**PROBLEM:** Begin at the line containing "pub async fn add(&self, labels: &[&str], n: u64)" in the data below and go on through the line containing "sorted by labels.", repeating each line exactly; include both ends and no other line.

++++ SUPPLIED INFORMATION

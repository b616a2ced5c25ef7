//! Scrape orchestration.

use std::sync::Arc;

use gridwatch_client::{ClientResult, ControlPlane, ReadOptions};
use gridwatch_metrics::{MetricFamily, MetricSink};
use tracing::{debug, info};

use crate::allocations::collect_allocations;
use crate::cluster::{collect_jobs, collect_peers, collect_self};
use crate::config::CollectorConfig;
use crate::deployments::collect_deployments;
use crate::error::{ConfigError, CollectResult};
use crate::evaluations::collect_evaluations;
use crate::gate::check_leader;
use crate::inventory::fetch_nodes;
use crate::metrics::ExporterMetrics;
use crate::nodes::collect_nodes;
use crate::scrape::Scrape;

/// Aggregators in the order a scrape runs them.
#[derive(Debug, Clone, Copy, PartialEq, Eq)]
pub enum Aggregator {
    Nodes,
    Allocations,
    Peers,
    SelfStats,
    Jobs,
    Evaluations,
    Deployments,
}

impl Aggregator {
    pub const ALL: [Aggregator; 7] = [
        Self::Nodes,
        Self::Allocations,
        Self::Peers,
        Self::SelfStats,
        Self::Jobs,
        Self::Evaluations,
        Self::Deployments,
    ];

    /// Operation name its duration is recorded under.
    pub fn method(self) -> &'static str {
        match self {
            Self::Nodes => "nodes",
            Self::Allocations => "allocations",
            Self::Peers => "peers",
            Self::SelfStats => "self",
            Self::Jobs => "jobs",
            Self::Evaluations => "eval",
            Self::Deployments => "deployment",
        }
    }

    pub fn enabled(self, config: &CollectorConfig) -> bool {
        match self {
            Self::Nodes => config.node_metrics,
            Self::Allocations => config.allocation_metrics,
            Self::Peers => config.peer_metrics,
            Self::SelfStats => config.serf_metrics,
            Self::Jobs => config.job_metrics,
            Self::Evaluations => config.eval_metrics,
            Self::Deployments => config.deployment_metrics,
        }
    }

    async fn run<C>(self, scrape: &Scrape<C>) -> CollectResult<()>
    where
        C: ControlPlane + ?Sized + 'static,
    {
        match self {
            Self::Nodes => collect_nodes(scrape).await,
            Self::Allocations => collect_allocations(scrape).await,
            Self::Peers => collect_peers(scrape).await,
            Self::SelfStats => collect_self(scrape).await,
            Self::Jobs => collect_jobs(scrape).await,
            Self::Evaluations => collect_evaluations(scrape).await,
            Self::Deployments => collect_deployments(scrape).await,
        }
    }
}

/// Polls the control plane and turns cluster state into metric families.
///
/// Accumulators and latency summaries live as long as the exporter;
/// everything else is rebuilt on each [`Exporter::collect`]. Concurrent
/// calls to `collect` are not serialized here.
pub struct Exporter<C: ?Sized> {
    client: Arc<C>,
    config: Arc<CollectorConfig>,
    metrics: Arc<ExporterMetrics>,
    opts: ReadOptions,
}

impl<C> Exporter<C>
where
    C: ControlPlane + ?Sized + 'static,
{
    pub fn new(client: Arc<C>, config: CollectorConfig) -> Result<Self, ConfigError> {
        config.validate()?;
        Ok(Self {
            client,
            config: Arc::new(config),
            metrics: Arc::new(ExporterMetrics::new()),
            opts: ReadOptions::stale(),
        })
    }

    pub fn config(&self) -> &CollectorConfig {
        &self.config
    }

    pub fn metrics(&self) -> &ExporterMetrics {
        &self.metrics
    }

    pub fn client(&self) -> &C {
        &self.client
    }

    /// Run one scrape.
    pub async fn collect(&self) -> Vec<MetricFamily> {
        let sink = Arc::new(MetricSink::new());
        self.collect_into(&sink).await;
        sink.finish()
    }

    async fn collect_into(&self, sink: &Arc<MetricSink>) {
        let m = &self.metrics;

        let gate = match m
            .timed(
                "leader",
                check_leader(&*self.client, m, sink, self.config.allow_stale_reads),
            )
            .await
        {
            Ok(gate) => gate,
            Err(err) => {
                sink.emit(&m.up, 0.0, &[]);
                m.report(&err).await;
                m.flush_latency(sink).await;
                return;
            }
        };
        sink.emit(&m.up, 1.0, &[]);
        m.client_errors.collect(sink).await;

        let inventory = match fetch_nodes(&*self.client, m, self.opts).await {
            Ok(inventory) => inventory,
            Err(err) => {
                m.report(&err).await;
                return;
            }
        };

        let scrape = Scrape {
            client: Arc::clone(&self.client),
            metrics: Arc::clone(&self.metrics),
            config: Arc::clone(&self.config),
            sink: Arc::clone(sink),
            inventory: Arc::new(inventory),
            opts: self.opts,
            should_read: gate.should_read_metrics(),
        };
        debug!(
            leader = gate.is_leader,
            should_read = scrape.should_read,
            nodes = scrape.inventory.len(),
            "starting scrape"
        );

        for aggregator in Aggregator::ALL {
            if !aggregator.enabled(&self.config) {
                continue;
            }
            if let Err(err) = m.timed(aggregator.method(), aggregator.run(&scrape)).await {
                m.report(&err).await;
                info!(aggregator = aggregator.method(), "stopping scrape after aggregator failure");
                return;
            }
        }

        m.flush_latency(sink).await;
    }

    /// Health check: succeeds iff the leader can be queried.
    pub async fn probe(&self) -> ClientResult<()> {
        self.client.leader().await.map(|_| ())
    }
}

++++++++
++++ SUPPLIED INFORMATION

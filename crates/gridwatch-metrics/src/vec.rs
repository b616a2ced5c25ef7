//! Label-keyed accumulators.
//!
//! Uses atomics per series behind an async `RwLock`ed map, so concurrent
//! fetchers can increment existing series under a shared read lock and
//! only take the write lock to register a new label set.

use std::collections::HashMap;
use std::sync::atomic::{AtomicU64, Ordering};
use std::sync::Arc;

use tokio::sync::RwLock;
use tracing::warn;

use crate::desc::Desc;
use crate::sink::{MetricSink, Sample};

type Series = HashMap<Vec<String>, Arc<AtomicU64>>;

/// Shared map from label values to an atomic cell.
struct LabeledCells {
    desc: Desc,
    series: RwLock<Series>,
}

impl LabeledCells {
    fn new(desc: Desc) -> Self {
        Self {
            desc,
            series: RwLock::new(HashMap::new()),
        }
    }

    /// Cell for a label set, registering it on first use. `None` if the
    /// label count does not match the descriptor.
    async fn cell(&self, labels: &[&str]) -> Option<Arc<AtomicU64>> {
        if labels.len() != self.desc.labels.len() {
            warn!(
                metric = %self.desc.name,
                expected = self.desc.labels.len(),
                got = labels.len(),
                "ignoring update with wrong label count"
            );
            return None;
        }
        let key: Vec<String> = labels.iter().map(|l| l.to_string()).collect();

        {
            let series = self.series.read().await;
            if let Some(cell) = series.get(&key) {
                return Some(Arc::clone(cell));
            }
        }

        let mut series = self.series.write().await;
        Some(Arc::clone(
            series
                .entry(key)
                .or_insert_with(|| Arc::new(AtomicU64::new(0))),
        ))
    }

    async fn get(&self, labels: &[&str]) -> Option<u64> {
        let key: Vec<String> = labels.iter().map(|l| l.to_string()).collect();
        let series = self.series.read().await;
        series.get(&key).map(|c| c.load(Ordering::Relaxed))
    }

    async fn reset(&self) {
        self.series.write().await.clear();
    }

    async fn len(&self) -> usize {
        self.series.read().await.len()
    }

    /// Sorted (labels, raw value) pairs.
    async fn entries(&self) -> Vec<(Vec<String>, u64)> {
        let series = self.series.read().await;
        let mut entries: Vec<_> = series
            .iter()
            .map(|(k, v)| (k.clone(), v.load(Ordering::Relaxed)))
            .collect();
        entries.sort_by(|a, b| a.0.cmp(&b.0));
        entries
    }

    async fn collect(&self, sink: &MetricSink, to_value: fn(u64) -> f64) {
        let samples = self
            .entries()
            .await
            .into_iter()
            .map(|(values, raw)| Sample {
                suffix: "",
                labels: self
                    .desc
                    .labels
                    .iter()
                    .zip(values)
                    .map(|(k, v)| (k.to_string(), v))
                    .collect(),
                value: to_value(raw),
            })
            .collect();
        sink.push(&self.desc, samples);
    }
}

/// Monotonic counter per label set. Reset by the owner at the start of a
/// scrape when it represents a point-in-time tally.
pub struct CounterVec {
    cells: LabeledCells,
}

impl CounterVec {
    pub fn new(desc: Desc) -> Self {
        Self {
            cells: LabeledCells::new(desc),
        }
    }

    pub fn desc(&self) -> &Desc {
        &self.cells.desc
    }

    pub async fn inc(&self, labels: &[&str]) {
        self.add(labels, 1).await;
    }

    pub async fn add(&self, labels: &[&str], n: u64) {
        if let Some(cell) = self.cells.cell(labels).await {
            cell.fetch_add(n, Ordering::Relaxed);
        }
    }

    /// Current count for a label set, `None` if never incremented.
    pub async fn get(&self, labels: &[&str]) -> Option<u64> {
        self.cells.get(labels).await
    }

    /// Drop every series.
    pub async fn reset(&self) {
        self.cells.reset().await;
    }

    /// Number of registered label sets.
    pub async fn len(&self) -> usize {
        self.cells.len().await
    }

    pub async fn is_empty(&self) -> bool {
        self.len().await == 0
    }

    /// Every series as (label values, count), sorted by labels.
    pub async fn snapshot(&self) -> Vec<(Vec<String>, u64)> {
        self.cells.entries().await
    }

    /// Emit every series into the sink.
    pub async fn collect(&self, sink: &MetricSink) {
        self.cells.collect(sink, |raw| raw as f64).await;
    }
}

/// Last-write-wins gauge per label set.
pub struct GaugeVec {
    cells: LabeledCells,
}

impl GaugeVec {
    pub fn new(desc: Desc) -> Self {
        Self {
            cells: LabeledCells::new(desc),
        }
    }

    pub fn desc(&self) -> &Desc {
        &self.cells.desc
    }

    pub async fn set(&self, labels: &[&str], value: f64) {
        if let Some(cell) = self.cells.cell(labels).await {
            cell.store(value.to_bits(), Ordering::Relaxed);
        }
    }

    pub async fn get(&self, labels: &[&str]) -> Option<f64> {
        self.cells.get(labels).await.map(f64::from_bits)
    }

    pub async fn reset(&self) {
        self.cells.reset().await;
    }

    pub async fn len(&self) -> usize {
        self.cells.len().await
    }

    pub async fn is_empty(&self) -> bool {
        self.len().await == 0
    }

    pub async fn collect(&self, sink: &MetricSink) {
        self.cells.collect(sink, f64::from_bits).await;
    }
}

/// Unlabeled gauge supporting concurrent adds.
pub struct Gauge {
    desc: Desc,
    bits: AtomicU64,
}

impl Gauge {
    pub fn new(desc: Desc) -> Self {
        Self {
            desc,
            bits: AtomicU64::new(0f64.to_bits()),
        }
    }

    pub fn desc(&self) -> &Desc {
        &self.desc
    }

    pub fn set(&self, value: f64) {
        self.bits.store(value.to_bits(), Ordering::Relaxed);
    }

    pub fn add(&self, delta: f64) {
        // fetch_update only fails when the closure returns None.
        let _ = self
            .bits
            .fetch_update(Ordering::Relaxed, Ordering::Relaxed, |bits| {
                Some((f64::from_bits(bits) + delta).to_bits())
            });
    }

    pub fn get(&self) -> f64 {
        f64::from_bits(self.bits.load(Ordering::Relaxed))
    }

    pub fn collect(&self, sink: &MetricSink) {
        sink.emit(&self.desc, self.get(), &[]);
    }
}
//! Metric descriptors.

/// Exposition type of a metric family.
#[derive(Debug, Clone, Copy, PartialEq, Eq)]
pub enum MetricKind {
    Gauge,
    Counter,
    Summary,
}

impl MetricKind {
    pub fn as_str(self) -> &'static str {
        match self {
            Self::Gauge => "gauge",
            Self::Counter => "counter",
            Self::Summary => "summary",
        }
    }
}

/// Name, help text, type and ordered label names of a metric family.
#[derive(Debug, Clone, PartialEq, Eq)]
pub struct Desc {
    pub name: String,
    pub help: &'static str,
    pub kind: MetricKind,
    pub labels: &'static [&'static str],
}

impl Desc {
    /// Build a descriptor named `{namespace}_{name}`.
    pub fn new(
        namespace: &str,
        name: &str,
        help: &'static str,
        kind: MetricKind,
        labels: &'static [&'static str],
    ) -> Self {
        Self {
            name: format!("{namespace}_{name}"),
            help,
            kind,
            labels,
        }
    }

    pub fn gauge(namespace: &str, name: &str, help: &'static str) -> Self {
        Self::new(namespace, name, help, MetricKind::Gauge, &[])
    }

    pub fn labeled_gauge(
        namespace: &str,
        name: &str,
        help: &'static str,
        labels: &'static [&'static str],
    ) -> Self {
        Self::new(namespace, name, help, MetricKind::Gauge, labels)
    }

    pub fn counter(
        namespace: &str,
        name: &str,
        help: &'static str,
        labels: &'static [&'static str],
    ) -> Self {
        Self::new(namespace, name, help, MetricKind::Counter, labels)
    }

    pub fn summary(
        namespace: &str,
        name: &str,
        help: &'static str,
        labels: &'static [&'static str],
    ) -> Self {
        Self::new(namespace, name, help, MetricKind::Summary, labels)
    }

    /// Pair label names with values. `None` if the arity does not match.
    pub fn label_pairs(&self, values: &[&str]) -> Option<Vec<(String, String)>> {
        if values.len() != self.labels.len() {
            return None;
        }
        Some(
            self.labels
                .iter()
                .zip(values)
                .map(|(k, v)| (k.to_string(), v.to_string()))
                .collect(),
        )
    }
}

++++++++

**RESPONSE FOR THIS EXERCISE:**
    pub async fn add(&self, labels: &[&str], n: u64) {
        if let Some(cell) = self.cells.cell(labels).await {
            cell.fetch_add(n, Ordering::Relaxed);
        }
    }

    /// Current count for a label set, `None` if never incremented.
    pub async fn get(&self, labels: &[&str]) -> Option<u64> {
        self.cells.get(labels).await
    }

    /// Drop every series.
    pub async fn reset(&self) {
        self.cells.reset().await;
    }

    /// Number of registered label sets.
    pub async fn len(&self) -> usize {
        self.cells.len().await
    }

    pub async fn is_empty(&self) -> bool {
        self.len().await == 0
    }

    /// Every series as (label values, count), sorted by labels.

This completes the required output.